**** Entries supplied

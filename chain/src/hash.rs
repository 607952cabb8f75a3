//! # Hashing
//!
//! Canonical string construction and SHA-256 digests for the score ledger.
//!
//! A block's hash is SHA-256 over the UTF-8 bytes of one canonical string:
//! the decimal form of `level`, the canonical decimal form of `duration`,
//! the timestamp string, the previous block's hash, and the player name
//! (empty when absent) — concatenated in that order with no separators.
//! This exact recipe is a compatibility contract with stores already on
//! disk. Change it and every existing chain verifies as tampered, which is
//! indistinguishable from the thing we are trying to detect.
//!
//! ## Why SHA-256 and not something faster
//!
//! Because the wire format says 64 lowercase hex characters of SHA-256 and
//! existing files hold exactly that. Inputs are a few dozen bytes per run;
//! hash throughput is not a consideration here.
//!
//! ## Canonical duration formatting
//!
//! `duration` is hashed via its textual form, so the float-to-string rule
//! is part of the contract. We use Rust's shortest round-trip formatting
//! (`f64::to_string()`): deterministic, and stable across a JSON round
//! trip because JSON numbers deserialize back to the bit-identical `f64`.
//! Recomputing a stored block's hash therefore reproduces the stored
//! value, or the block was altered.

use sha2::{Digest, Sha256};

use crate::config::HASH_HEX_LEN;

/// Compute the SHA-256 hash of the input bytes, rendered as 64 lowercase
/// hex characters.
pub fn sha256_hex(data: &[u8]) -> String {
    let mut hasher = Sha256::new();
    hasher.update(data);
    hex::encode(hasher.finalize())
}

/// Canonical decimal form of a duration: shortest string that round-trips
/// to the same `f64`. `41.27` → `"41.27"`, `12.0` → `"12"`.
pub fn canonical_duration(duration: f64) -> String {
    duration.to_string()
}

/// Compute a block hash from its constituent fields.
///
/// Covers, in order and with no separators: `level`, `duration` (canonical
/// form), `timestamp`, `prev_hash`, `player_name` (empty string when
/// absent). The `id` is NOT included — it is a per-player display ordinal,
/// not content.
///
/// Pure and deterministic: same inputs, same digest, no side effects.
pub fn compute_hash(
    level: u32,
    duration: f64,
    timestamp: &str,
    prev_hash: &str,
    player_name: Option<&str>,
) -> String {
    let preimage = format!(
        "{}{}{}{}{}",
        level,
        canonical_duration(duration),
        timestamp,
        prev_hash,
        player_name.unwrap_or_default(),
    );
    sha256_hex(preimage.as_bytes())
}

/// True if `s` looks like a digest this ledger produced: 64 lowercase hex
/// characters. Used by display layers to decide whether a loaded field is
/// worth rendering as a hash at all.
pub fn is_well_formed_hash(s: &str) -> bool {
    s.len() == HASH_HEX_LEN && s.bytes().all(|b| b.is_ascii_hexdigit() && !b.is_ascii_uppercase())
}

********

— Prompt —
Only lines containing the string "same" are needed. Pull each of them out of the records above.

— Response —
/// to the same `f64`. `41.27` → `"41.27"`, `12.0` → `"12"`.
/// Pure and deterministic: same inputs, same digest, no side effects.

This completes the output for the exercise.